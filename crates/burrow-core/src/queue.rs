//! # Bounded Queues
//!
//! The engine's stages cooperate over bounded channels. Insertion follows a
//! drop-oldest discipline: a full queue evicts its head (marking the evicted
//! element dropped and reclaiming its buffer) so a push always completes in
//! bounded time. The freshness bias keeps handshake storms and transport
//! floods from wedging the pipeline.
//!
//! Between the decryption workers and the per-peer sequential receiver, each
//! inbound element carries a one-shot completion latch: the receiver blocks
//! on it until the worker has finished the AEAD open (in whatever order the
//! workers get to it).

use std::net::SocketAddr;
use std::sync::atomic::{AtomicBool, Ordering};
use std::sync::Arc;

use crossbeam_channel::{Receiver, Sender, TrySendError};
use parking_lot::{Condvar, Mutex};

use crate::buffer::{BufferPool, MessageBuffer};
use crate::keypair::KeyPair;
use burrow_protocol::MessageType;

/// Device-wide handshake queue capacity
pub const QUEUE_HANDSHAKE_SIZE: usize = 1024;

/// Handshake queue depth above which a tick counts as busy
pub const QUEUE_HANDSHAKE_BUSY_SIZE: usize = 256;

/// Device-wide decryption queue capacity
pub const QUEUE_DECRYPTION_SIZE: usize = 1024;

/// Device-wide inbound (tunnel writer) queue capacity
pub const QUEUE_INBOUND_SIZE: usize = 1024;

/// Per-peer inbound queue capacity
pub const QUEUE_PEER_INBOUND_SIZE: usize = 1024;

// ═══════════════════════════════════════════════════════════════════════════
// COMPLETION LATCH
// ═══════════════════════════════════════════════════════════════════════════

/// One-shot handoff between a decryption worker and the sequential receiver
pub struct Latch {
    done: Mutex<bool>,
    cond: Condvar,
}

impl Latch {
    pub fn new() -> Self {
        Self {
            done: Mutex::new(false),
            cond: Condvar::new(),
        }
    }

    /// Mark the element processed and wake the waiter
    pub fn open(&self) {
        let mut done = self.done.lock();
        *done = true;
        self.cond.notify_all();
    }

    /// Block until the element has been processed
    pub fn wait(&self) {
        let mut done = self.done.lock();
        while !*done {
            self.cond.wait(&mut done);
        }
    }
}

impl Default for Latch {
    fn default() -> Self {
        Self::new()
    }
}

// ═══════════════════════════════════════════════════════════════════════════
// QUEUE ELEMENTS
// ═══════════════════════════════════════════════════════════════════════════

/// An element a queue can shed when full
pub trait Evict {
    /// Release ownership (buffer, latch) without doing the work
    fn evict(self, pool: &BufferPool);
}

/// A handshake datagram awaiting the handshake pump; owns its buffer
pub struct HandshakeElement {
    pub msg_type: MessageType,
    pub buffer: MessageBuffer,
    pub len: usize,
    pub source: SocketAddr,
}

impl Evict for HandshakeElement {
    fn evict(self, pool: &BufferPool) {
        pool.put(self.buffer);
    }
}

/// Mutable packet state of an inbound element, guarded by its mutex
pub struct InboundState {
    /// The leased buffer; taken by whichever stage finishes the element
    pub buffer: Option<MessageBuffer>,
    /// Start of the current packet slice within the buffer
    pub start: usize,
    /// End of the current packet slice within the buffer
    pub end: usize,
    /// Transport counter, extracted by the decryption worker
    pub counter: u64,
}

/// A transport datagram shared between the decryption queue and its peer's
/// inbound queue
pub struct InboundElement {
    /// The key-pair that will decrypt this element
    pub keypair: Arc<KeyPair>,
    dropped: AtomicBool,
    /// Opened by the decryption worker once the AEAD open has happened
    pub latch: Latch,
    /// Packet bytes and slice bounds
    pub state: Mutex<InboundState>,
}

impl InboundElement {
    /// Lease `buffer[..len]` as a new element bound to `keypair`
    pub fn new(keypair: Arc<KeyPair>, buffer: MessageBuffer, len: usize) -> Arc<Self> {
        Arc::new(Self {
            keypair,
            dropped: AtomicBool::new(false),
            latch: Latch::new(),
            state: Mutex::new(InboundState {
                buffer: Some(buffer),
                start: 0,
                end: len,
                counter: 0,
            }),
        })
    }

    /// Mark the element dropped; later stages release it without work
    pub fn drop_packet(&self) {
        self.dropped.store(true, Ordering::Release);
    }

    pub fn is_dropped(&self) -> bool {
        self.dropped.load(Ordering::Acquire)
    }

    /// Take the buffer out, if a prior stage has not already
    pub fn take_buffer(&self) -> Option<MessageBuffer> {
        self.state.lock().buffer.take()
    }
}

impl Evict for Arc<InboundElement> {
    fn evict(self, pool: &BufferPool) {
        self.drop_packet();
        if let Some(buf) = self.take_buffer() {
            pool.put(buf);
        }
        // the twin copy of this element may sit on another queue behind a
        // waiting receiver
        self.latch.open();
    }
}

// ═══════════════════════════════════════════════════════════════════════════
// DROP-OLDEST PUSH
// ═══════════════════════════════════════════════════════════════════════════

/// Push onto a bounded queue, evicting the head once if full. If the queue
/// is still full after the single eviction (producers racing), the incoming
/// element is shed instead; the push never blocks.
pub fn send_drop_oldest<T: Evict>(tx: &Sender<T>, rx: &Receiver<T>, pool: &BufferPool, elem: T) {
    let elem = match tx.try_send(elem) {
        Ok(()) => return,
        Err(TrySendError::Full(elem)) => elem,
        Err(TrySendError::Disconnected(elem)) => {
            elem.evict(pool);
            return;
        }
    };

    if let Ok(old) = rx.try_recv() {
        old.evict(pool);
    }
    if let Err(err) = tx.try_send(elem) {
        err.into_inner().evict(pool);
    }
}

// ═══════════════════════════════════════════════════════════════════════════
// TESTS
// ═══════════════════════════════════════════════════════════════════════════

#[cfg(test)]
mod tests {
    use super::*;
    use burrow_protocol::SessionKeys;
    use crossbeam_channel::bounded;
    use zeroize::Zeroizing;

    fn test_keypair() -> Arc<KeyPair> {
        Arc::new(KeyPair::new(SessionKeys {
            send: Zeroizing::new([1u8; 32]),
            receive: Zeroizing::new([2u8; 32]),
            local_index: 1,
            remote_index: 2,
            is_initiator: false,
        }))
    }

    fn element(pool: &BufferPool) -> Arc<InboundElement> {
        InboundElement::new(test_keypair(), pool.get(), 64)
    }

    #[test]
    fn test_latch_open_before_wait() {
        let latch = Latch::new();
        latch.open();
        latch.wait();
    }

    #[test]
    fn test_latch_cross_thread() {
        let elem = InboundElement::new(test_keypair(), BufferPool::new().get(), 0);
        let elem2 = Arc::clone(&elem);

        let handle = std::thread::spawn(move || {
            std::thread::sleep(std::time::Duration::from_millis(20));
            elem2.latch.open();
        });

        elem.latch.wait();
        handle.join().unwrap();
    }

    #[test]
    fn test_drop_oldest_keeps_push_bounded() {
        let pool = BufferPool::new();
        let (tx, rx) = bounded(2);

        let first = element(&pool);
        send_drop_oldest(&tx, &rx, &pool, Arc::clone(&first));
        send_drop_oldest(&tx, &rx, &pool, element(&pool));
        // queue is full; this push evicts `first`
        send_drop_oldest(&tx, &rx, &pool, element(&pool));

        assert!(first.is_dropped());
        assert!(first.take_buffer().is_none());
        assert_eq!(rx.len(), 2);

        // the evicted element's latch is open so a waiter cannot hang
        first.latch.wait();
    }

    #[test]
    fn test_drop_oldest_handshake_recycles_buffer() {
        let pool = BufferPool::new();
        let (tx, rx) = bounded::<HandshakeElement>(1);
        let source: SocketAddr = "127.0.0.1:1".parse().unwrap();

        let mut marked = pool.get();
        marked[0] = 0x77;
        send_drop_oldest(
            &tx,
            &rx,
            &pool,
            HandshakeElement {
                msg_type: MessageType::Initiation,
                buffer: marked,
                len: 148,
                source,
            },
        );
        send_drop_oldest(
            &tx,
            &rx,
            &pool,
            HandshakeElement {
                msg_type: MessageType::Initiation,
                buffer: pool.get(),
                len: 148,
                source,
            },
        );

        // the first buffer went back to the pool when its element was shed
        let recycled = pool.get();
        assert_eq!(recycled[0], 0x77);
    }

    #[test]
    fn test_drop_oldest_racing_producers() {
        // a push that still finds the queue full after one eviction sheds
        // the incoming element rather than looping
        let pool = BufferPool::new();
        let (tx, rx) = bounded(1);

        send_drop_oldest(&tx, &rx, &pool, element(&pool));
        let loser = element(&pool);
        // simulate a racing producer refilling the slot between evict and
        // retry by making the eviction a no-op
        let (empty_tx, empty_rx) = bounded::<Arc<InboundElement>>(1);
        drop(empty_tx);
        send_drop_oldest(&tx, &empty_rx, &pool, Arc::clone(&loser));

        assert!(loser.is_dropped());
        assert_eq!(rx.len(), 1);
    }
}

____

§ **TASK BRIEF**
Set down the lines of the records exactly, from the first one through the line containing "use std::net::SocketAddr;", and add nothing else.

§ **TASK SOLUTION**
filename crates/burrow-core/src/queue.rs
//! # Bounded Queues
//!
//! The engine's stages cooperate over bounded channels. Insertion follows a
//! drop-oldest discipline: a full queue evicts its head (marking the evicted
//! element dropped and reclaiming its buffer) so a push always completes in
//! bounded time. The freshness bias keeps handshake storms and transport
//! floods from wedging the pipeline.
//!
//! Between the decryption workers and the per-peer sequential receiver, each
//! inbound element carries a one-shot completion latch: the receiver blocks
//! on it until the worker has finished the AEAD open (in whatever order the
//! workers get to it).

use std::net::SocketAddr;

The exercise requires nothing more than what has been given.